Joanna od origami
Joanna od origami. Nastolatka, którą pasjonują terapie eksperymentalne
Rodzice za największe swoje szczęście i sukces jedynaczki uważają to, że jest zdrowa. Bo pierwsze lata życia córki to był ogromny lęk i nieustanna rehabilitacja. Asia przy porodzie doznała niebezpiecznego urazu splotu barkowego. Obawy lekarzy nie potwierdziły się: dziewczyna jest zupełnie zdrowa. Ale swoje przeszli. Tata śmieje się dziś, że te nieprzeciętne zdolności córki to trochę jego zasługa, bo to on, górnik z Bełchatowa, niestrudzenie ćwiczył z Asią niemowlakiem metodą Voigty, która pobudza i stymuluje ośrodki nerwowe. Potem były już klasyczne ćwiczenia i dwu-, trzyletnia dziewczynka musiała nauczyć się wytrwałości i cierpliwości, jakiej nikt od dzieci w tym wieku na ogół nie wymaga. W przyszłości to się przydało.
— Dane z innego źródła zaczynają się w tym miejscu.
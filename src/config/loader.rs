// src/config/loader.rs

use std::fs;
use std::path::{Path, PathBuf};

use anyhow::{anyhow, Context, Result};
use globset::Glob;
use tracing::debug;

use crate::config::model::ConfigFile;

/// Load the optional configuration file.
///
/// A missing file is not an error; it yields the built-in defaults. A file
/// that exists but fails to parse or validate is an error.
pub fn load_optional(path: impl AsRef<Path>) -> Result<ConfigFile> {
    let path = path.as_ref();
    if !path.exists() {
        debug!(path = ?path, "no config file, using defaults");
        return Ok(ConfigFile::default());
    }

    let config = load_from_path(path)?;
    validate_config(&config)?;
    Ok(config)
}

/// Load a configuration file from a given path and return the raw `ConfigFile`.
///
/// This only performs TOML deserialization; it does **not** perform semantic
/// validation. Use [`load_optional`] for that.
pub fn load_from_path(path: impl AsRef<Path>) -> Result<ConfigFile> {
    let path = path.as_ref();
    let contents = fs::read_to_string(path)
        .with_context(|| format!("reading config file at {:?}", path))?;

    let config: ConfigFile = toml::from_str(&contents)
        .with_context(|| format!("parsing TOML config from {:?}", path))?;

    Ok(config)
}

/// Run basic semantic validation against a loaded configuration.
///
/// This checks:
/// - `period_ms >= 1`
/// - at least one entrypoint, each with a non-empty `dir`
/// - non-empty bundler program, server runtime and native script
/// - all exclude patterns compile as globs
pub fn validate_config(cfg: &ConfigFile) -> Result<()> {
    if cfg.build.period_ms == 0 {
        return Err(anyhow!("[build].period_ms must be >= 1 (got 0)"));
    }

    if cfg.build.entrypoints.is_empty() {
        return Err(anyhow!(
            "config must declare at least one [[build.entrypoint]]"
        ));
    }
    for entry in &cfg.build.entrypoints {
        if entry.dir.is_empty() {
            return Err(anyhow!("[[build.entrypoint]] dir must not be empty"));
        }
        if entry.main.is_empty() {
            return Err(anyhow!(
                "[[build.entrypoint]] main must not be empty (entrypoint '{}')",
                entry.dir
            ));
        }
    }

    if cfg.bundler.program.is_empty() {
        return Err(anyhow!("[bundler].program must not be empty"));
    }
    if cfg.server.runtime.is_empty() {
        return Err(anyhow!("[server].runtime must not be empty"));
    }
    if cfg.native.script.is_empty() {
        return Err(anyhow!("[native].script must not be empty"));
    }

    for pat in &cfg.watch.exclude {
        Glob::new(pat).with_context(|| format!("invalid glob pattern: {pat}"))?;
    }

    Ok(())
}

/// Helper to resolve the default config path for a project root.
pub fn default_config_path(root: &Path) -> PathBuf {
    root.join("Devloop.toml")
}
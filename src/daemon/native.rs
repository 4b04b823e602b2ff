// src/daemon/native.rs

use std::future::Future;
use std::path::PathBuf;
use std::pin::Pin;
use std::time::Instant;

use anyhow::Result;
use tracing::{error, info};

use crate::engine::BuildJob;
use crate::exec::{spawn_process, SpawnOptions};

/// Runs the external native build script when native sources change.
///
/// Failures are logged and swallowed: a broken native build never takes the
/// daemon down and never blocks the web pipeline.
pub struct NativePipeline {
    script: PathBuf,
}

impl NativePipeline {
    pub fn new(script: impl Into<PathBuf>) -> Self {
        Self {
            script: script.into(),
        }
    }

    async fn build(&self) -> Result<()> {
        let spawned = spawn_process(
            SpawnOptions::new(self.script.to_string_lossy())
                .on_stdout(|chunk| info!("rs stdout: {}", chunk.trim_end()))
                .on_stderr(|chunk| info!("rs stderr: {}", chunk.trim_end())),
        )?;
        spawned.completion.wait().await?;
        Ok(())
    }
}

impl BuildJob for NativePipeline {
    fn run(&self) -> Pin<Box<dyn Future<Output = ()> + Send + '_>> {
        Box::pin(async move {
            info!("starting native build");
            let start = Instant::now();

            match self.build().await {
                Ok(()) => info!(
                    "native build completed in {:.3}s",
                    start.elapsed().as_secs_f64()
                ),
                Err(err) => error!(
                    error = %err,
                    "native build failed after {:.3}s",
                    start.elapsed().as_secs_f64()
                ),
            }
        })
    }
}
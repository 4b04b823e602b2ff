// src/daemon/web.rs

use std::future::Future;
use std::pin::Pin;
use std::sync::Arc;
use std::time::Instant;

use anyhow::{Context, Result};
use tokio::sync::Mutex;
use tracing::{error, info};

use crate::bundler::{BundleHandle, BundleSpec, Bundler};
use crate::config::Entrypoint;
use crate::daemon::server::ServerSupervisor;
use crate::engine::BuildJob;
use crate::project::{self, ProjectLayout};
use crate::version::{self, BuildVersion};

/// Incremental handles retained from the first full build.
struct BundlePair {
    web: Box<dyn BundleHandle>,
    server: Box<dyn BundleHandle>,
}

/// The web build cycle: version scan, ephemeral module write, web + server
/// bundles, entrypoint HTML copy, server version file, then a server restart
/// on success.
///
/// A failed cycle leaves the previous artifacts and the running server
/// untouched. Runs are serialized by the owning [`DebouncedBuilder`], so the
/// handle pair is only ever mutated by one pass at a time.
///
/// [`DebouncedBuilder`]: crate::engine::DebouncedBuilder
pub struct WebPipeline {
    layout: ProjectLayout,
    entrypoints: Vec<Entrypoint>,
    web_spec: BundleSpec,
    server_spec: BundleSpec,
    bundler: Box<dyn Bundler>,
    supervisor: Option<Arc<ServerSupervisor>>,
    bundles: Mutex<Option<BundlePair>>,
}

impl WebPipeline {
    pub fn new(
        layout: ProjectLayout,
        entrypoints: Vec<Entrypoint>,
        bundler: Box<dyn Bundler>,
        supervisor: Option<Arc<ServerSupervisor>>,
    ) -> Self {
        let web_spec = project::web_bundle_spec(&layout, &entrypoints);
        let server_spec = project::server_bundle_spec(&layout);
        Self {
            layout,
            entrypoints,
            web_spec,
            server_spec,
            bundler,
            supervisor,
            bundles: Mutex::new(None),
        }
    }

    async fn cycle(&self) -> Result<BuildVersion> {
        let version = BuildVersion::scan(&self.layout.js_src)?;
        info!(version = %version, "starting web build");

        // Make the version available to the web bundle before bundling.
        version::write_ephemeral_module(&self.layout.ephemeral_module(), &version).await?;

        let mut bundles = self.bundles.lock().await;
        match bundles.take() {
            Some(pair) => {
                let (web, server) = tokio::join!(pair.web.rebuild(), pair.server.rebuild());
                // Handles survive a failed pass; the next one rebuilds again.
                *bundles = Some(pair);
                web.context("rebuilding web bundle")?;
                server.context("rebuilding server bundle")?;
            }
            None => {
                let (web, server) = tokio::join!(
                    self.bundler.build(self.web_spec.clone()),
                    self.bundler.build(self.server_spec.clone()),
                );
                *bundles = Some(BundlePair {
                    web: web.context("building web bundle")?,
                    server: server.context("building server bundle")?,
                });
            }
        }
        drop(bundles);

        let version_path = self.layout.server_version_file();
        let (html, version_file) = tokio::join!(
            self.copy_entrypoint_html(),
            version::write_server_version(&version_path, &version),
        );
        html?;
        version_file?;

        Ok(version)
    }

    /// Copy each entrypoint's `index.html` template into its output directory.
    async fn copy_entrypoint_html(&self) -> Result<()> {
        for entry in &self.entrypoints {
            let src = self.layout.js_src.join(&entry.dir).join("index.html");
            let dest_dir = self.layout.web_out.join(&entry.dir);

            tokio::fs::create_dir_all(&dest_dir)
                .await
                .with_context(|| format!("creating {}", dest_dir.display()))?;

            let dest = dest_dir.join("index.html");
            tokio::fs::copy(&src, &dest)
                .await
                .with_context(|| format!("copying {} to {}", src.display(), dest.display()))?;
        }
        Ok(())
    }
}

impl BuildJob for WebPipeline {
    fn run(&self) -> Pin<Box<dyn Future<Output = ()> + Send + '_>> {
        Box::pin(async move {
            let start = Instant::now();
            let result = self.cycle().await;
            let elapsed = start.elapsed().as_secs_f64();

            match result {
                Ok(version) => {
                    info!(version = %version, "web build completed in {:.3}s", elapsed);
                    if let Some(supervisor) = &self.supervisor {
                        supervisor.restart();
                    }
                }
                Err(err) => {
                    error!(error = %err, "web build failed after {:.3}s", elapsed);
                }
            }
        })
    }
}
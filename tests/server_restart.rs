// tests/server_restart.rs

mod common;

use std::error::Error;
use std::time::Duration;

use nix::sys::signal::{kill, Signal};
use nix::unistd::Pid;

use crate::common::{init_tracing, wait_for};
use devloop::daemon::{classify_exit, ServerExit, ServerSupervisor};
use devloop::exec::ExitError;

type TestResult = Result<(), Box<dyn Error>>;

#[test]
fn exit_classification_swallows_only_sigterm() {
    assert_eq!(classify_exit(&Ok(())), ServerExit::Clean);
    assert_eq!(
        classify_exit(&Err(ExitError::Signal {
            signal: Signal::SIGTERM as i32,
        })),
        ServerExit::Superseded
    );
    assert_eq!(
        classify_exit(&Err(ExitError::Signal {
            signal: Signal::SIGKILL as i32,
        })),
        ServerExit::Crashed
    );
    assert_eq!(
        classify_exit(&Err(ExitError::NonzeroStatus { code: 1 })),
        ServerExit::Crashed
    );
}

#[tokio::test]
async fn restart_replaces_the_previous_instance() -> TestResult {
    init_tracing();
    let supervisor = ServerSupervisor::new("sleep", "300");

    supervisor.restart();
    let first = supervisor
        .current_pid()
        .ok_or("no pid after first restart")?;

    supervisor.restart();
    let second = supervisor
        .current_pid()
        .ok_or("no pid after second restart")?;
    assert_ne!(first, second);

    // The first instance got SIGTERM and should be reaped shortly.
    let gone = wait_for(
        || kill(Pid::from_raw(first), None).is_err(),
        Duration::from_secs(2),
    )
    .await;
    assert!(gone, "previous server instance still alive");

    supervisor.shutdown();
    assert_eq!(supervisor.current_pid(), None);

    let gone = wait_for(
        || kill(Pid::from_raw(second), None).is_err(),
        Duration::from_secs(2),
    )
    .await;
    assert!(gone, "server instance still alive after shutdown");

    Ok(())
}

#[tokio::test]
async fn failed_server_start_is_not_fatal() {
    init_tracing();
    let supervisor = ServerSupervisor::new("devloop-test-no-such-runtime", "main.js");

    supervisor.restart();
    assert_eq!(supervisor.current_pid(), None);
}
//! Core domain errors.

use thiserror::Error;

/// Core domain errors for runplane.
#[derive(Debug, Error)]
pub enum CoreError {
    /// Invalid input.
    #[error("Invalid input: {0}")]
    InvalidInput(String),

    /// Serialization error.
    #[error("Serialization error: {0}")]
    Serialization(#[from] serde_json::Error),
}
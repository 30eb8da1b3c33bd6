//! Converters between proto messages and domain types.
//!
//! The worker service wire format carries JSON documents inside string
//! fields, so every conversion can fail with a [`serde_json::Error`].

use crate::pb;
use runplane_core::{Event, ExecutionRequest};

// ============================================================================
// ExecutionRequest conversions
// ============================================================================

impl TryFrom<&ExecutionRequest> for pb::ExecuteRunRequest {
    type Error = serde_json::Error;

    fn try_from(request: &ExecutionRequest) -> Result<Self, Self::Error> {
        Ok(Self {
            serialized_execute_run_args: serde_json::to_string(request)?,
        })
    }
}

impl TryFrom<&pb::ExecuteRunRequest> for ExecutionRequest {
    type Error = serde_json::Error;

    fn try_from(request: &pb::ExecuteRunRequest) -> Result<Self, Self::Error> {
        serde_json::from_str(&request.serialized_execute_run_args)
    }
}

// ============================================================================
// Event conversions
// ============================================================================

impl TryFrom<&Event> for pb::ExecuteRunEvent {
    type Error = serde_json::Error;

    fn try_from(event: &Event) -> Result<Self, Self::Error> {
        Ok(Self {
            serialized_message: serde_json::to_string(event)?,
        })
    }
}

impl TryFrom<&pb::ExecuteRunEvent> for Event {
    type Error = serde_json::Error;

    fn try_from(message: &pb::ExecuteRunEvent) -> Result<Self, Self::Error> {
        serde_json::from_str(&message.serialized_message)
    }
}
Choćby wtedy, gdy spędzała całe godziny w laboratorium, cierpliwie mieszając i przelewając roztwory, albo gdy uczyła się prząść nanowłókna urządzeniem trochę przypominającym elektroniczne szydełko. – Bierze się roztwór nanocząstek złota, dołącza do roztworu polimeru i robi z tego taką zupę, naciąga się ją strzykawką i podłącza bardzo wysokie napięcie – tłumaczy Asia. – Wtedy pod UV można zobaczyć cienkie jak włosy włókna, które zaczynają na siebie nachodzić, a po kilkunastu minutach robi się z nich biała taśma, i to jest właśnie ta modyfikowana mata polimerowa.
A jeżeli do nanocząstek złota dołączy się lek, doksorubicynę, i taką matę w przyszłości wszyje choremu, to lek będzie się uwalniał w miejscu zaatakowanym przez nowotwór, np. w trzustce, omijając zdrowe organy.